### Description of the task
Each line of the records containing "crate" is to be copied out and returned.
*** The data ***
use super::*;

const LOGO: &str = "[tt]";

const MAX_HEIGHT: usize = 12;

const DIAGRAM: &str = "  1    2    3    4    5    6    7    8    9    0
 LP   LR   LM   LI   LI   RI   RI   RM   RR   RP
    Q    W    E    R    T    Y    U    I    O    P
   LP   LR   LM   LI   LI   RI   RI   RM   RR   RP
      A    S    D   [F]   G    H   [J]   K    L    ;
     LP   LR   LM   LI   LI   RI   RI   RM   RR   RP
        Z    X    C    V    B    N    M    ,    .    /
       LP   LR   LM   LI   LI   RI   RI   RM   RR   RP
                 [            space            ]
                             thumbs
 L/R = left/right hand   P pinky  R ring  M middle  I index
 rest your index fingers on the bumps of F and J";

#[derive(Clone, Copy, Debug, Default, PartialEq)]
pub(crate) struct FingerGuide {
  pub(crate) show: bool,
}

#[derive(Debug, PartialEq)]
pub(crate) struct Panel {
  pub(crate) lines: Vec<&'static str>,
  pub(crate) title: String,
}

impl FingerGuide {
  pub(crate) fn new(show: bool) -> Self {
    Self { show }
  }

  /// Returns `None` while hidden. Settings do not affect the guide.
  pub(crate) fn render(&self, _settings: &Settings) -> Option<Panel> {
    if !self.show {
      return None;
    }

    Some(Panel::new(DIAGRAM))
  }

  pub(crate) fn toggle(&mut self) {
    self.show = !self.show;
  }
}

impl Panel {
  fn new(diagram: &'static str) -> Self {
    Self {
      lines: diagram.lines().take(MAX_HEIGHT).collect(),
      title: format!("{LOGO} Finger Guide"),
    }
  }

  pub(crate) fn draw(&self, w: &mut impl Write) -> Result {
    queue!(
      w,
      MoveToNextLine(2),
      SetAttribute(Attribute::Bold),
      Print(&self.title),
      SetAttribute(Attribute::Reset),
      MoveToNextLine(2),
    )?;

    for line in &self.lines {
      queue!(w, Print(line), MoveToNextLine(1))?;
    }

    Ok(())
  }
}

#[cfg(test)]
mod tests {
  use super::*;

  #[test]
  fn hidden_renders_nothing() {
    let guide = FingerGuide::new(false);

    assert_eq!(guide.render(&Settings::default()), None);

    assert_eq!(
      guide.render(&Settings {
        duration: Some(30),
        show_finger_guide: true,
        word_count: 5,
      }),
      None
    );
  }

  #[test]
  fn shown_renders_title_and_diagram() {
    let panel = FingerGuide::new(true).render(&Settings::default()).unwrap();

    assert!(panel.title.contains("Finger Guide"));
    assert!(panel.title.starts_with(LOGO));
    assert!(!panel.lines.is_empty());
    assert!(panel.lines.iter().any(|line| line.contains("[F]")));
  }

  #[test]
  fn diagram_height_is_bounded() {
    let panel = FingerGuide::new(true).render(&Settings::default()).unwrap();

    assert_eq!(panel.lines.len(), DIAGRAM.lines().count().min(MAX_HEIGHT));
  }

  #[test]
  fn tall_diagram_is_truncated() {
    let tall = (0..MAX_HEIGHT + 5)
      .map(|row| format!("row {row}"))
      .collect::<Vec<String>>()
      .join("\n");

    let panel = Panel::new(Box::leak(tall.into_boxed_str()));

    assert_eq!(panel.lines.len(), MAX_HEIGHT);
    assert_eq!(panel.lines[0], "row 0");
    assert_eq!(panel.lines[MAX_HEIGHT - 1], format!("row {}", MAX_HEIGHT - 1));
  }

  #[test]
  fn settings_do_not_change_output() {
    let guide = FingerGuide::new(true);

    assert_eq!(
      guide.render(&Settings::default()),
      guide.render(&Settings {
        duration: Some(120),
        show_finger_guide: false,
        word_count: 3,
      })
    );
  }

  #[test]
  fn toggle() {
    let mut guide = FingerGuide::default();

    guide.toggle();
    assert!(guide.show);

    guide.toggle();
    assert!(!guide.show);
  }

  #[test]
  fn draw() {
    let mut output = Vec::new();

    FingerGuide::new(true)
      .render(&Settings::default())
      .unwrap()
      .draw(&mut output)
      .unwrap();

    let output = String::from_utf8(output).unwrap();

    assert!(output.contains("Finger Guide"));
    assert!(output.contains("space"));
  }
}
*** End of The data ***
### Exercise response
pub(crate) struct FingerGuide {
  pub(crate) show: bool,
pub(crate) struct Panel {
  pub(crate) lines: Vec<&'static str>,
  pub(crate) title: String,
  pub(crate) fn new(show: bool) -> Self {
  pub(crate) fn render(&self, _settings: &Settings) -> Option<Panel> {
  pub(crate) fn toggle(&mut self) {
  pub(crate) fn draw(&self, w: &mut impl Write) -> Result {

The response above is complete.